Stored data:
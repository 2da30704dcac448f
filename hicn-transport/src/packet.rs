//! Interest and content-object model and frame codec.
//!
//! Frames are what the I/O modules move: a fixed header (kind, flags,
//! name), an optional signature section and the payload. Everything is
//! big-endian. The signature never covers itself, so the signable region of
//! a content object is its encoding with the signature section empty.
//!
//! The RTC NACK payload is the one wire contract shared with foreign
//! implementations: exactly 16 bytes carrying (timestamp, production rate,
//! production segment).

use crate::error::TransportError;
use crate::name::{AddressFamily, Name, Prefix};
use bytes::{Buf, BufMut, Bytes, BytesMut};
use hicn_auth::{CryptoSuite, Signer};

/// Frame kind tags.
const KIND_INTEREST: u8 = 0;
const KIND_CONTENT: u8 = 1;

/// Content-object flags.
const FLAG_FINAL: u8 = 0x01;
const FLAG_MANIFEST: u8 = 0x02;
const FLAG_NACK: u8 = 0x04;
const FLAG_FINAL_HINT: u8 = 0x08;

/// Fixed NACK payload size in bytes.
pub const NACK_PAYLOAD_SIZE: usize = 16;

/// Size of the RTC data header prepended to real-time payloads.
pub const RTC_HEADER_SIZE: usize = 12;

/// Default lifetime stamped on interests when none is configured.
pub const DEFAULT_INTEREST_LIFETIME_MS: u32 = 1000;

/// Default content-object expiry.
pub const DEFAULT_CONTENT_EXPIRY_MS: u32 = 10_000;

fn put_name(buf: &mut BytesMut, name: &Name) {
    let prefix = name.prefix();
    buf.put_u8(match prefix.family() {
        AddressFamily::V4 => 4,
        AddressFamily::V6 => 6,
    });
    buf.put_u8(prefix.prefix_len());
    buf.put_slice(prefix.addr_bytes());
    buf.put_u32(name.suffix());
}

fn get_name(buf: &mut &[u8]) -> Result<Name, TransportError> {
    if buf.remaining() < 2 {
        return Err(TransportError::InvalidPacket("truncated name".into()));
    }
    let family = match buf.get_u8() {
        4 => AddressFamily::V4,
        6 => AddressFamily::V6,
        other => {
            return Err(TransportError::InvalidPacket(format!(
                "unknown address family {other}"
            )))
        }
    };
    let prefix_len = buf.get_u8();

    let addr_len = family.addr_len();
    if buf.remaining() < addr_len + 4 {
        return Err(TransportError::InvalidPacket("truncated address".into()));
    }
    let mut addr = [0u8; 16];
    buf.copy_to_slice(&mut addr[..addr_len]);
    let suffix = buf.get_u32();

    let prefix = Prefix::new(family, &addr[..addr_len], prefix_len)
        .map_err(|e| TransportError::InvalidPacket(e.to_string()))?;
    Ok(prefix.name(suffix))
}

/// A name-addressed request.
///
/// The name is fixed at construction; the payload (handshake bytes for
/// TLS-tunneled flows) can be appended to and trimmed.
#[derive(Debug, Clone, PartialEq, Eq)]
pub struct Interest {
    name: Name,
    lifetime_ms: u32,
    payload: Bytes,
}

impl Interest {
    pub fn new(name: Name, lifetime_ms: u32) -> Self {
        Interest {
            name,
            lifetime_ms,
            payload: Bytes::new(),
        }
    }

    pub fn name(&self) -> &Name {
        &self.name
    }

    pub fn suffix(&self) -> u32 {
        self.name.suffix()
    }

    pub fn lifetime_ms(&self) -> u32 {
        self.lifetime_ms
    }

    /// Used on retransmission to stamp the reduced remaining lifetime.
    pub fn set_lifetime_ms(&mut self, lifetime_ms: u32) {
        self.lifetime_ms = lifetime_ms;
    }

    pub fn payload(&self) -> &Bytes {
        &self.payload
    }

    pub fn set_payload(&mut self, payload: Bytes) {
        self.payload = payload;
    }

    pub fn append_payload(&mut self, extra: &[u8]) {
        let mut buf = BytesMut::with_capacity(self.payload.len() + extra.len());
        buf.extend_from_slice(&self.payload);
        buf.extend_from_slice(extra);
        self.payload = buf.freeze();
    }

    pub fn encode(&self) -> BytesMut {
        let mut buf = BytesMut::with_capacity(32 + self.payload.len());
        buf.put_u8(KIND_INTEREST);
        buf.put_u8(0); // flags, unused on interests
        put_name(&mut buf, &self.name);
        buf.put_u32(self.lifetime_ms);
        buf.put_u8(0); // suite
        buf.put_u16(0); // signature length
        buf.put_slice(&self.payload);
        buf
    }

    fn decode_body(mut buf: &[u8]) -> Result<Self, TransportError> {
        let name = get_name(&mut buf)?;
        if buf.remaining() < 7 {
            return Err(TransportError::InvalidPacket("truncated interest".into()));
        }
        let lifetime_ms = buf.get_u32();
        let _suite = buf.get_u8();
        let sig_len = buf.get_u16() as usize;
        if buf.remaining() < sig_len {
            return Err(TransportError::InvalidPacket("truncated signature".into()));
        }
        buf.advance(sig_len);

        Ok(Interest {
            name,
            lifetime_ms,
            payload: Bytes::copy_from_slice(buf),
        })
    }
}

/// Signature attached to a content object.
#[derive(Debug, Clone, PartialEq, Eq)]
pub struct Signature {
    pub suite: CryptoSuite,
    pub bytes: Bytes,
}

/// The response to an interest: named, possibly signed payload.
#[derive(Debug, Clone, PartialEq, Eq)]
pub struct ContentObject {
    name: Name,
    expiry_ms: u32,
    flags: u8,
    /// Final segment suffix of the whole content, stamped on every
    /// segment once the producer knows it.
    final_suffix: Option<u32>,
    signature: Option<Signature>,
    payload: Bytes,
}

impl ContentObject {
    pub fn new(name: Name, payload: Bytes) -> Self {
        ContentObject {
            name,
            expiry_ms: DEFAULT_CONTENT_EXPIRY_MS,
            flags: 0,
            final_suffix: None,
            signature: None,
            payload,
        }
    }

    pub fn name(&self) -> &Name {
        &self.name
    }

    /// Rename the object. Pooled objects are renamed per interest in
    /// virtual producer mode; the signature (if any) no longer applies and
    /// is cleared.
    pub fn set_name(&mut self, name: Name) {
        self.name = name;
        self.signature = None;
    }

    pub fn suffix(&self) -> u32 {
        self.name.suffix()
    }

    pub fn expiry_ms(&self) -> u32 {
        self.expiry_ms
    }

    pub fn set_expiry_ms(&mut self, expiry_ms: u32) {
        self.expiry_ms = expiry_ms;
    }

    pub fn is_final(&self) -> bool {
        self.flags & FLAG_FINAL != 0
    }

    pub fn set_final(&mut self, is_final: bool) {
        if is_final {
            self.flags |= FLAG_FINAL;
        } else {
            self.flags &= !FLAG_FINAL;
        }
    }

    pub fn is_manifest(&self) -> bool {
        self.flags & FLAG_MANIFEST != 0
    }

    pub fn set_manifest(&mut self, is_manifest: bool) {
        if is_manifest {
            self.flags |= FLAG_MANIFEST;
        } else {
            self.flags &= !FLAG_MANIFEST;
        }
    }

    /// Final segment suffix of the content, when the producer announced
    /// it. Lets consumers stop requesting past the end.
    pub fn final_suffix_hint(&self) -> Option<u32> {
        self.final_suffix
    }

    pub fn set_final_suffix_hint(&mut self, final_suffix: u32) {
        self.final_suffix = Some(final_suffix);
        self.flags |= FLAG_FINAL_HINT;
    }

    pub fn is_nack(&self) -> bool {
        self.flags & FLAG_NACK != 0
    }

    pub fn set_nack(&mut self, is_nack: bool) {
        if is_nack {
            self.flags |= FLAG_NACK;
        } else {
            self.flags &= !FLAG_NACK;
        }
    }

    pub fn payload(&self) -> &Bytes {
        &self.payload
    }

    pub fn set_payload(&mut self, payload: Bytes) {
        self.payload = payload;
    }

    pub fn append_payload(&mut self, extra: &[u8]) {
        let mut buf = BytesMut::with_capacity(self.payload.len() + extra.len());
        buf.extend_from_slice(&self.payload);
        buf.extend_from_slice(extra);
        self.payload = buf.freeze();
    }

    /// Drop `n` bytes from the front of the payload (zero-copy).
    pub fn trim_payload_start(&mut self, n: usize) {
        let n = n.min(self.payload.len());
        self.payload.advance(n);
    }

    /// Drop `n` bytes from the back of the payload (zero-copy).
    pub fn trim_payload_end(&mut self, n: usize) {
        let keep = self.payload.len().saturating_sub(n);
        self.payload.truncate(keep);
    }

    pub fn signature(&self) -> Option<&Signature> {
        self.signature.as_ref()
    }

    /// The byte region a signature covers: the full frame with an empty
    /// signature section.
    pub fn signable(&self) -> BytesMut {
        self.encode_inner(false)
    }

    /// Sign in place, filling the signature field.
    pub fn sign_with(&mut self, signer: &dyn Signer) -> Result<(), TransportError> {
        let signable = self.signable();
        let bytes = signer.sign(&signable)?;
        self.signature = Some(Signature {
            suite: signer.suite(),
            bytes,
        });
        Ok(())
    }

    /// Digest of the signable region, as listed in manifests.
    pub fn digest(&self, algorithm: hicn_auth::HashAlgorithm) -> Bytes {
        algorithm.digest(&self.signable())
    }

    fn encode_inner(&self, with_signature: bool) -> BytesMut {
        let sig_len = if with_signature {
            self.signature.as_ref().map(|s| s.bytes.len()).unwrap_or(0)
        } else {
            0
        };

        let mut buf = BytesMut::with_capacity(32 + sig_len + self.payload.len());
        buf.put_u8(KIND_CONTENT);
        buf.put_u8(self.flags);
        put_name(&mut buf, &self.name);
        buf.put_u32(self.expiry_ms);
        if let Some(final_suffix) = self.final_suffix {
            buf.put_u32(final_suffix);
        }

        match (&self.signature, with_signature) {
            (Some(sig), true) => {
                buf.put_u8(sig.suite.as_u8());
                buf.put_u16(sig.bytes.len() as u16);
                buf.put_slice(&sig.bytes);
            }
            _ => {
                buf.put_u8(0);
                buf.put_u16(0);
            }
        }

        buf.put_slice(&self.payload);
        buf
    }

    pub fn encode(&self) -> BytesMut {
        self.encode_inner(true)
    }

    fn decode_body(flags: u8, mut buf: &[u8]) -> Result<Self, TransportError> {
        let name = get_name(&mut buf)?;
        if buf.remaining() < 7 {
            return Err(TransportError::InvalidPacket("truncated content".into()));
        }
        let expiry_ms = buf.get_u32();
        let final_suffix = if flags & FLAG_FINAL_HINT != 0 {
            if buf.remaining() < 4 {
                return Err(TransportError::InvalidPacket("truncated content".into()));
            }
            Some(buf.get_u32())
        } else {
            None
        };
        if buf.remaining() < 3 {
            return Err(TransportError::InvalidPacket("truncated content".into()));
        }
        let suite_tag = buf.get_u8();
        let sig_len = buf.get_u16() as usize;
        if buf.remaining() < sig_len {
            return Err(TransportError::InvalidPacket("truncated signature".into()));
        }

        let signature = if sig_len > 0 {
            let suite = CryptoSuite::from_u8(suite_tag)
                .map_err(|e| TransportError::InvalidPacket(e.to_string()))?;
            let bytes = Bytes::copy_from_slice(&buf[..sig_len]);
            buf.advance(sig_len);
            Some(Signature { suite, bytes })
        } else {
            None
        };

        Ok(ContentObject {
            name,
            expiry_ms,
            flags,
            final_suffix,
            signature,
            payload: Bytes::copy_from_slice(buf),
        })
    }
}

/// A decoded frame.
#[derive(Debug, Clone, PartialEq, Eq)]
pub enum Packet {
    Interest(Interest),
    Content(ContentObject),
}

impl Packet {
    pub fn decode(frame: &[u8]) -> Result<Self, TransportError> {
        if frame.len() < 2 {
            return Err(TransportError::InvalidPacket("frame too short".into()));
        }
        let kind = frame[0];
        let flags = frame[1];
        let body = &frame[2..];

        match kind {
            KIND_INTEREST => Ok(Packet::Interest(Interest::decode_body(body)?)),
            KIND_CONTENT => Ok(Packet::Content(ContentObject::decode_body(flags, body)?)),
            other => Err(TransportError::InvalidPacket(format!(
                "unknown packet kind {other}"
            ))),
        }
    }

    pub fn encode(&self) -> BytesMut {
        match self {
            Packet::Interest(i) => i.encode(),
            Packet::Content(c) => c.encode(),
        }
    }
}

/// RTC NACK payload: a fixed 16-byte big-endian triple.
///
/// Carried by a content object with the nack flag set; the producer
/// synthesizes one for out-of-window and probe interests.
#[derive(Debug, Clone, Copy, PartialEq, Eq)]
pub struct NackPayload {
    pub timestamp_ms: u64,
    pub production_rate: u32,
    pub production_segment: u32,
}

impl NackPayload {
    pub fn encode(&self) -> Bytes {
        let mut buf = BytesMut::with_capacity(NACK_PAYLOAD_SIZE);
        buf.put_u64(self.timestamp_ms);
        buf.put_u32(self.production_rate);
        buf.put_u32(self.production_segment);
        buf.freeze()
    }

    pub fn decode(mut payload: &[u8]) -> Result<Self, TransportError> {
        if payload.len() != NACK_PAYLOAD_SIZE {
            return Err(TransportError::InvalidPacket(format!(
                "nack payload must be {NACK_PAYLOAD_SIZE} bytes, got {}",
                payload.len()
            )));
        }
        Ok(NackPayload {
            timestamp_ms: payload.get_u64(),
            production_rate: payload.get_u32(),
            production_segment: payload.get_u32(),
        })
    }
}

/// Header prepended to RTC data payloads: send timestamp and the
/// producer's current production rate hint.
#[derive(Debug, Clone, Copy, PartialEq, Eq)]
pub struct RtcHeader {
    pub timestamp_ms: u64,
    pub production_rate: u32,
}

impl RtcHeader {
    pub fn encode(&self) -> Bytes {
        let mut buf = BytesMut::with_capacity(RTC_HEADER_SIZE);
        buf.put_u64(self.timestamp_ms);
        buf.put_u32(self.production_rate);
        buf.freeze()
    }

    pub fn decode(mut payload: &[u8]) -> Result<Self, TransportError> {
        if payload.len() < RTC_HEADER_SIZE {
            return Err(TransportError::InvalidPacket(
                "rtc payload shorter than its header".into(),
            ));
        }
        Ok(RtcHeader {
            timestamp_ms: payload.get_u64(),
            production_rate: payload.get_u32(),
        })
    }
}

**Try it:** Go through the records above and copy every line with the word "zero".

**Result:**
    /// Drop `n` bytes from the front of the payload (zero-copy).
    /// Drop `n` bytes from the back of the payload (zero-copy).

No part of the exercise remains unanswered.